Circadian clock organization in the retina: From clock components to rod and cone pathways and visual function.

Abstract

Circadian (24-h) clocks are cell-autonomous biological oscillators that orchestrate many aspects of our physiology on a daily basis. Numerous circadian rhythms in mammalian and non-mammalian retinas have been observed and the presence of an endogenous circadian clock has been demonstrated. However, how the clock and associated rhythms assemble into pathways that support and control retina function remains largely unknown. Our goal here is to review the current status of our knowledge and evaluate recent advances. We describe many previously-observed retinal rhythms, including circadian rhythms of morphology, biochemistry, physiology, and gene expression. We evaluate evidence concerning the location and molecular machinery of the retinal circadian clock, as well as consider findings that suggest the presence of multiple clocks. Our primary focus though is to describe in depth circadian rhythms in the light responses of retinal neurons with an emphasis on clock control of rod and cone pathways.
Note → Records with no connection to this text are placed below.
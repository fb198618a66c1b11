//! Exclusive claims on the microphone and the speaker
//!
//! A claim is refused while the other device, or the same device, is held.
//! Releasing happens in `Drop`, so every exit path clears its flag.

use crate::error::{VoiceError, VoiceResult};
use std::sync::atomic::{AtomicBool, Ordering};
use std::sync::Arc;

#[derive(Debug, Clone, Copy, PartialEq, Eq)]
pub enum Device {
    Microphone,
    Speaker,
}

/// Shared claim flags for the two audio devices
#[derive(Debug, Clone, Default)]
pub struct DeviceClaims {
    microphone: Arc<AtomicBool>,
    speaker: Arc<AtomicBool>,
}

impl DeviceClaims {
    pub fn new() -> Self {
        Self::default()
    }

    pub fn is_capturing(&self) -> bool {
        self.microphone.load(Ordering::SeqCst)
    }

    pub fn is_playing(&self) -> bool {
        self.speaker.load(Ordering::SeqCst)
    }

    pub fn claim_microphone(&self) -> VoiceResult<DeviceClaim> {
        self.claim(Device::Microphone)
    }

    pub fn claim_speaker(&self) -> VoiceResult<DeviceClaim> {
        self.claim(Device::Speaker)
    }

    fn claim(&self, device: Device) -> VoiceResult<DeviceClaim> {
        let (own, other) = match device {
            Device::Microphone => (&self.microphone, &self.speaker),
            Device::Speaker => (&self.speaker, &self.microphone),
        };

        if other.load(Ordering::SeqCst) {
            return Err(VoiceError::StateConflict(format!(
                "{:?} requested while the other device is active",
                device
            )));
        }
        if own
            .compare_exchange(false, true, Ordering::SeqCst, Ordering::SeqCst)
            .is_err()
        {
            return Err(VoiceError::StateConflict(format!(
                "{:?} is already claimed",
                device
            )));
        }

        tracing::debug!("{:?} claimed", device);
        Ok(DeviceClaim {
            flag: own.clone(),
            device,
        })
    }
}

/// A held device; released on drop
#[derive(Debug)]
pub struct DeviceClaim {
    flag: Arc<AtomicBool>,
    device: Device,
}

impl DeviceClaim {
    pub fn device(&self) -> Device {
        self.device
    }
}

impl Drop for DeviceClaim {
    fn drop(&mut self) {
        self.flag.store(false, Ordering::SeqCst);
        tracing::debug!("{:?} released", self.device);
    }
}
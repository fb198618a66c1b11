//! Lock-free ring buffer between the capture callback and the detector
//!
//! The cpal callback runs on a real-time thread and must not allocate or
//! block, so it writes into pre-allocated storage indexed by two atomics.
//! The detector drains it from the async side.

use std::cell::UnsafeCell;
use std::sync::atomic::{AtomicUsize, Ordering};

/// Default capacity: ~1.4 seconds of 48kHz stereo
pub const DEFAULT_CAPACITY: usize = 131_072;

/// Single-producer single-consumer ring buffer of f32 samples
pub struct AudioRingBuffer {
    slots: Box<[UnsafeCell<f32>]>,
    write_pos: AtomicUsize,
    read_pos: AtomicUsize,
}

// Safety: one producer advances write_pos, one consumer advances read_pos, and
// a slot is only touched by the side that currently owns it.
unsafe impl Send for AudioRingBuffer {}
unsafe impl Sync for AudioRingBuffer {}

impl Default for AudioRingBuffer {
    fn default() -> Self {
        Self::with_capacity(DEFAULT_CAPACITY)
    }
}

impl AudioRingBuffer {
    /// Create a buffer holding up to `capacity - 1` samples
    pub fn with_capacity(capacity: usize) -> Self {
        let capacity = capacity.max(2);
        let slots = (0..capacity).map(|_| UnsafeCell::new(0.0)).collect();
        Self {
            slots,
            write_pos: AtomicUsize::new(0),
            read_pos: AtomicUsize::new(0),
        }
    }

    pub fn capacity(&self) -> usize {
        self.slots.len()
    }

    /// Number of samples ready to be read
    pub fn available(&self) -> usize {
        let write = self.write_pos.load(Ordering::Acquire);
        let read = self.read_pos.load(Ordering::Acquire);
        (write + self.capacity() - read) % self.capacity()
    }

    /// Push samples from the audio callback.
    ///
    /// Never allocates. Returns how many samples fit; the rest are dropped.
    pub fn write(&self, samples: &[f32]) -> usize {
        let cap = self.capacity();
        let write = self.write_pos.load(Ordering::Relaxed);
        let read = self.read_pos.load(Ordering::Acquire);

        // One slot stays empty so full and empty are distinguishable
        let free = cap - 1 - (write + cap - read) % cap;
        let count = samples.len().min(free);

        for (i, &sample) in samples[..count].iter().enumerate() {
            // Safety: slots in [write, write + free) belong to the producer
            unsafe { *self.slots[(write + i) % cap].get() = sample };
        }

        self.write_pos.store((write + count) % cap, Ordering::Release);
        count
    }

    /// Pop samples into `output`, returning how many were read
    pub fn read(&self, output: &mut [f32]) -> usize {
        let cap = self.capacity();
        let write = self.write_pos.load(Ordering::Acquire);
        let read = self.read_pos.load(Ordering::Relaxed);

        let count = output.len().min((write + cap - read) % cap);

        for (i, slot) in output[..count].iter_mut().enumerate() {
            // Safety: slots in [read, write) belong to the consumer
            *slot = unsafe { *self.slots[(read + i) % cap].get() };
        }

        self.read_pos.store((read + count) % cap, Ordering::Release);
        count
    }

    /// Drop everything currently buffered
    pub fn clear(&self) {
        self.read_pos
            .store(self.write_pos.load(Ordering::Acquire), Ordering::Release);
    }
}
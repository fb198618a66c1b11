//! Sample format conversion
//!
//! Capture devices usually run at 44.1 or 48kHz with two channels; the
//! detector and the upload format want 16kHz mono. `AudioConverter` wraps a
//! rubato sinc resampler that consumes fixed-size chunks.

use rubato::{
    Resampler, SincFixedIn, SincInterpolationParameters, SincInterpolationType, WindowFunction,
};

/// Resampler with built-in mono mixdown
pub struct AudioConverter {
    resampler: SincFixedIn<f32>,
    source_channels: usize,
    chunk_frames: usize,
}

impl AudioConverter {
    /// Create a converter that takes `chunk_frames` interleaved frames per call
    pub fn new(
        source_rate: u32,
        target_rate: u32,
        source_channels: usize,
        chunk_frames: usize,
    ) -> Result<Self, rubato::ResamplerConstructionError> {
        let params = SincInterpolationParameters {
            sinc_len: 128,
            f_cutoff: 0.95,
            interpolation: SincInterpolationType::Linear,
            oversampling_factor: 128,
            window: WindowFunction::BlackmanHarris2,
        };

        let resampler = SincFixedIn::new(
            target_rate as f64 / source_rate as f64,
            2.0,
            params,
            chunk_frames,
            1,
        )?;

        Ok(Self {
            resampler,
            source_channels: source_channels.max(1),
            chunk_frames,
        })
    }

    /// Interleaved samples consumed by one `process` call
    pub fn input_len(&self) -> usize {
        self.chunk_frames * self.source_channels
    }

    /// Mix `input` (exactly `input_len()` samples) to mono and resample it
    pub fn process(&mut self, input: &[f32]) -> Result<Vec<f32>, rubato::ResampleError> {
        let mono = mix_to_mono(input, self.source_channels);
        let waves_out = self.resampler.process(&[mono], None)?;
        Ok(waves_out.into_iter().next().unwrap_or_default())
    }
}

/// Average interleaved frames down to one channel
pub fn mix_to_mono(samples: &[f32], channels: usize) -> Vec<f32> {
    if channels <= 1 {
        return samples.to_vec();
    }
    samples
        .chunks(channels)
        .map(|frame| frame.iter().sum::<f32>() / frame.len() as f32)
        .collect()
}

/// Convert f32 samples to i16 with clamping
pub fn f32_to_i16(samples: &[f32]) -> Vec<i16> {
    samples
        .iter()
        .map(|&s| (s * 32767.0).clamp(-32768.0, 32767.0) as i16)
        .collect()
}

/// Mean absolute amplitude of a chunk.
///
/// Compared directly against the silence threshold, so tuning is linear.
pub fn mean_abs_energy(samples: &[f32]) -> f32 {
    if samples.is_empty() {
        return 0.0;
    }
    samples.iter().map(|s| s.abs()).sum::<f32>() / samples.len() as f32
}
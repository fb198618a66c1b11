//! Configuration management for Colloquy
//!
//! Settings are stored as pretty JSON in `~/.colloquy/config.json` with a
//! schema version so older files can be migrated forward. Every section uses
//! `#[serde(default)]`, so a partial file only overrides what it names.

use crate::audio::decode::AudioFormat;
use anyhow::{anyhow, bail, Context, Result};
use serde::{Deserialize, Serialize};
use std::fs;
use std::path::{Path, PathBuf};
use std::time::Duration;

/// Current config schema version
pub const CURRENT_VERSION: u32 = 2;

/// Main configuration structure
#[derive(Debug, Clone, Serialize, Deserialize)]
#[serde(default)]
pub struct Config {
    /// Schema version for migrations
    pub version: u32,
    /// Remote backend settings
    pub backend: BackendConfig,
    /// Microphone capture and endpointing settings
    pub listening: ListeningConfig,
    /// Response polling settings
    pub polling: PollingConfig,
    /// Decode and playback settings
    pub playback: PlaybackConfig,
    /// Conversation flow settings
    pub conversation: ConversationConfig,
}

impl Default for Config {
    fn default() -> Self {
        Self {
            version: CURRENT_VERSION,
            backend: BackendConfig::default(),
            listening: ListeningConfig::default(),
            polling: PollingConfig::default(),
            playback: PlaybackConfig::default(),
            conversation: ConversationConfig::default(),
        }
    }
}

/// Remote backend configuration
#[derive(Debug, Clone, Serialize, Deserialize)]
#[serde(default)]
pub struct BackendConfig {
    /// Base URL of the speech/language backend
    pub base_url: String,
    /// Per-request timeout in seconds
    pub request_timeout_secs: u64,
}

impl Default for BackendConfig {
    fn default() -> Self {
        Self {
            base_url: "http://localhost:5001".to_string(),
            request_timeout_secs: 30,
        }
    }
}

/// Capture and voice activity detection configuration
#[derive(Debug, Clone, Serialize, Deserialize)]
#[serde(default)]
pub struct ListeningConfig {
    /// Selected input device ID (None for system default)
    pub device_id: Option<String>,
    /// Sample rate the detector works at, in Hz
    pub sample_rate: u32,
    /// Samples per analysis chunk
    pub chunk_size: usize,
    /// Mean absolute amplitude above which a chunk counts as speech
    pub silence_threshold: f32,
    /// Seconds of accumulated silence after onset that end a recording
    pub silence_time_to_stop_secs: f32,
    /// Hard cap on a single recording, in seconds
    pub max_recording_secs: f32,
    /// How long to wait for speech onset in automatic mode, in seconds
    pub max_wait_secs: f32,
    /// Audio kept from before onset, in seconds
    pub pre_buffer_secs: f32,
    /// Silence-based endpointing (true) or fixed-length capture (false)
    pub use_dynamic_listening: bool,
    /// Length of a fixed capture, in seconds
    pub fixed_recording_secs: f32,
    /// Hands-free loop (true) or wait for a manual trigger each turn (false)
    pub use_automatic_listening: bool,
    /// Log every chunk's energy at debug level
    pub debug_audio_levels: bool,
}

impl Default for ListeningConfig {
    fn default() -> Self {
        Self {
            device_id: None,
            sample_rate: 16000,
            chunk_size: 1024,
            silence_threshold: 0.005,
            silence_time_to_stop_secs: 5.0,
            max_recording_secs: 30.0,
            max_wait_secs: 10.0,
            pre_buffer_secs: 0.5,
            use_dynamic_listening: true,
            fixed_recording_secs: 5.0,
            use_automatic_listening: true,
            debug_audio_levels: false,
        }
    }
}

/// Response polling configuration
#[derive(Debug, Clone, Serialize, Deserialize)]
#[serde(default)]
pub struct PollingConfig {
    /// Delay between poll attempts in seconds
    pub interval_secs: f32,
    /// Maximum number of poll attempts per request
    pub max_retries: u32,
}

impl Default for PollingConfig {
    fn default() -> Self {
        Self {
            interval_secs: 0.5,
            max_retries: 30,
        }
    }
}

impl PollingConfig {
    pub fn interval(&self) -> Duration {
        Duration::from_secs_f32(self.interval_secs.max(0.0))
    }
}

/// Decode and playback configuration
#[derive(Debug, Clone, Serialize, Deserialize)]
#[serde(default)]
pub struct PlaybackConfig {
    /// Decode attempts, in order
    pub format_priority: Vec<AudioFormat>,
    /// Delay after playback before the microphone is re-armed, in seconds
    pub post_speech_wait_secs: f32,
    /// Try fixed-offset WAV header parsing when every structured decode fails
    pub manual_wav_fallback: bool,
    /// Where staged audio files are written (None for the system temp dir)
    pub staging_dir: Option<PathBuf>,
}

impl Default for PlaybackConfig {
    fn default() -> Self {
        Self {
            format_priority: vec![AudioFormat::Mp3, AudioFormat::Wav, AudioFormat::Ogg],
            post_speech_wait_secs: 0.5,
            manual_wav_fallback: true,
            staging_dir: None,
        }
    }
}

impl PlaybackConfig {
    pub fn post_speech_wait(&self) -> Duration {
        Duration::from_secs_f32(self.post_speech_wait_secs.max(0.0))
    }
}

/// How a response is obtained once the transcript is known
#[derive(Debug, Clone, Copy, PartialEq, Eq, Serialize, Deserialize, Default)]
#[serde(rename_all = "snake_case")]
pub enum ResponseMode {
    /// Submit, then poll until the backend reports completion
    #[default]
    Polling,
    /// One synchronous request that returns the full response
    Blocking,
}

/// Conversation flow configuration
#[derive(Debug, Clone, Serialize, Deserialize)]
#[serde(default)]
pub struct ConversationConfig {
    /// Response protocol
    pub response_mode: ResponseMode,
    /// Phrases that end the conversation when heard in a transcript
    pub exit_phrases: Vec<String>,
    /// Fetch and play a filler utterance while the response is generated
    pub play_filler: bool,
}

impl Default for ConversationConfig {
    fn default() -> Self {
        Self {
            response_mode: ResponseMode::default(),
            exit_phrases: ["goodbye", "bye", "exit", "quit", "end conversation"]
                .iter()
                .map(|s| s.to_string())
                .collect(),
            play_filler: true,
        }
    }
}

impl Config {
    /// Check values that would make the conversation loop misbehave
    pub fn validate(&self) -> Result<()> {
        let l = &self.listening;
        if l.sample_rate == 0 {
            bail!("listening.sample_rate must be greater than 0");
        }
        if l.chunk_size == 0 {
            bail!("listening.chunk_size must be greater than 0");
        }
        if l.silence_threshold <= 0.0 {
            bail!("listening.silence_threshold must be positive");
        }
        if l.silence_time_to_stop_secs <= 0.0 || l.max_recording_secs <= 0.0 {
            bail!("listening timeouts must be positive");
        }
        if l.max_wait_secs <= 0.0 {
            bail!("listening.max_wait_secs must be positive");
        }
        if l.pre_buffer_secs < 0.0 {
            bail!("listening.pre_buffer_secs cannot be negative");
        }
        if !l.use_dynamic_listening && l.fixed_recording_secs <= 0.0 {
            bail!("listening.fixed_recording_secs must be positive");
        }
        if self.polling.interval_secs <= 0.0 {
            bail!("polling.interval_secs must be positive");
        }
        if self.polling.max_retries == 0 {
            bail!("polling.max_retries must be at least 1");
        }
        if self.playback.format_priority.is_empty() && !self.playback.manual_wav_fallback {
            bail!("playback needs at least one decode format or the manual WAV fallback");
        }
        if self.backend.base_url.trim().is_empty() {
            bail!("backend.base_url cannot be empty");
        }
        Ok(())
    }

    /// Load configuration from a file, falling back to defaults when it is missing
    pub fn load_from(path: &Path) -> Result<Self> {
        if !path.exists() {
            tracing::info!("Config file not found at {}, using defaults", path.display());
            return Ok(Config::default());
        }

        let contents = fs::read_to_string(path)
            .with_context(|| format!("Failed to read config file {}", path.display()))?;
        let config: Config = serde_json::from_str(&contents).context("Failed to parse config")?;

        let original_version = config.version;
        let migrated = migrate_config(config)?;
        if migrated.version != original_version {
            tracing::info!(
                "Migrated config from version {} to {}",
                original_version,
                migrated.version
            );
            migrated.save_to(path)?;
        }

        Ok(migrated)
    }

    /// Save configuration to a file, creating its directory if needed
    pub fn save_to(&self, path: &Path) -> Result<()> {
        if let Some(dir) = path.parent() {
            fs::create_dir_all(dir)
                .with_context(|| format!("Failed to create config directory {}", dir.display()))?;
        }

        let contents = serde_json::to_string_pretty(self).context("Failed to serialise config")?;
        fs::write(path, contents)
            .with_context(|| format!("Failed to write config file {}", path.display()))?;

        tracing::debug!("Config saved to {}", path.display());
        Ok(())
    }
}

/// Get the path to the config directory (~/.colloquy)
pub fn config_dir() -> PathBuf {
    dirs::home_dir()
        .unwrap_or_else(|| {
            tracing::error!("Could not determine home directory, using /tmp");
            PathBuf::from("/tmp")
        })
        .join(".colloquy")
}

/// Get the path to the config file (~/.colloquy/config.json)
pub fn default_config_path() -> PathBuf {
    config_dir().join("config.json")
}

/// Migrate configuration from older schema versions
fn migrate_config(mut config: Config) -> Result<Config> {
    if config.version > CURRENT_VERSION {
        return Err(anyhow!("Unknown config version: {}", config.version));
    }
    while config.version < CURRENT_VERSION {
        config = apply_migration(config)?;
    }
    Ok(config)
}

/// Apply a single migration step
fn apply_migration(config: Config) -> Result<Config> {
    match config.version {
        // Version 0 -> 1: initial schema
        0 => Ok(Config {
            version: 1,
            ..config
        }),
        // Version 1 -> 2: the format list gained the ogg entry; older files
        // that pinned the list keep their order and get ogg appended
        1 => {
            let mut migrated = config;
            if !migrated.playback.format_priority.contains(&AudioFormat::Ogg) {
                migrated.playback.format_priority.push(AudioFormat::Ogg);
            }
            migrated.version = 2;
            Ok(migrated)
        }
        v => Err(anyhow!("Unknown config version: {}", v)),
    }
}

#[cfg(test)]
mod tests {
    use super::*;

    #[test]
    fn test_default_config_has_current_version() {
        let config = Config::default();
        assert_eq!(config.version, CURRENT_VERSION);
        assert!(config.validate().is_ok());
    }

    #[test]
    fn test_listening_defaults() {
        let listening = ListeningConfig::default();
        assert_eq!(listening.sample_rate, 16000);
        assert_eq!(listening.chunk_size, 1024);
        assert!((listening.silence_threshold - 0.005).abs() < f32::EPSILON);
        assert!((listening.silence_time_to_stop_secs - 5.0).abs() < f32::EPSILON);
        assert!(listening.use_dynamic_listening);
        assert!(listening.use_automatic_listening);
        assert!(!listening.debug_audio_levels);
    }

    #[test]
    fn test_polling_defaults() {
        let polling = PollingConfig::default();
        assert_eq!(polling.max_retries, 30);
        assert_eq!(polling.interval(), Duration::from_millis(500));
    }

    #[test]
    fn test_playback_defaults() {
        let playback = PlaybackConfig::default();
        assert_eq!(
            playback.format_priority,
            vec![AudioFormat::Mp3, AudioFormat::Wav, AudioFormat::Ogg]
        );
        assert!(playback.manual_wav_fallback);
    }

    #[test]
    fn test_response_mode_serialisation() {
        assert_eq!(
            serde_json::to_string(&ResponseMode::Polling).unwrap(),
            "\"polling\""
        );
        assert_eq!(
            serde_json::from_str::<ResponseMode>("\"blocking\"").unwrap(),
            ResponseMode::Blocking
        );
    }

    #[test]
    fn test_partial_config_deserialisation() {
        let json = r#"{"version": 2, "listening": {"silence_threshold": 0.02}}"#;
        let config: Config = serde_json::from_str(json).unwrap();

        assert!((config.listening.silence_threshold - 0.02).abs() < f32::EPSILON);
        assert_eq!(config.listening.chunk_size, 1024);
        assert_eq!(config.polling.max_retries, 30);
    }

    #[test]
    fn test_migration_from_version_0() {
        let old_config = Config {
            version: 0,
            ..Default::default()
        };
        let migrated = migrate_config(old_config).unwrap();
        assert_eq!(migrated.version, CURRENT_VERSION);
    }

    #[test]
    fn test_migration_appends_ogg() {
        let mut old_config = Config {
            version: 1,
            ..Default::default()
        };
        old_config.playback.format_priority = vec![AudioFormat::Wav];

        let migrated = migrate_config(old_config).unwrap();
        assert_eq!(
            migrated.playback.format_priority,
            vec![AudioFormat::Wav, AudioFormat::Ogg]
        );
    }

    #[test]
    fn test_future_version_rejected() {
        let future = Config {
            version: 999,
            ..Default::default()
        };
        let err = migrate_config(future).unwrap_err();
        assert!(err.to_string().contains("Unknown config version"));
    }

    #[test]
    fn test_validate_rejects_zero_retries() {
        let mut config = Config::default();
        config.polling.max_retries = 0;
        assert!(config.validate().is_err());
    }

    #[test]
    fn test_config_path_format() {
        let path = default_config_path();
        let path_str = path.to_string_lossy();
        assert!(path_str.contains(".colloquy"));
        assert!(path_str.ends_with("config.json"));
    }
}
We examine evidence that specific biochemical mechanisms produce these daily light response changes. We also discuss evidence for the presence of multiple circadian retinal pathways involving rhythms in neurotransmitter activity, transmitter receptors, metabolism, and pH. We focus on distinct actions of two dopamine receptor systems in the outer retina, a dopamine D4 receptor system that mediates circadian control of rod/cone gap junction coupling and a dopamine D1 receptor system that mediates non-circadian, light/dark adaptive regulation of gap junction coupling between horizontal cells. Finally, we evaluate the role of circadian rhythmicity in retinal degeneration and suggest future directions for the field of retinal circadian biology.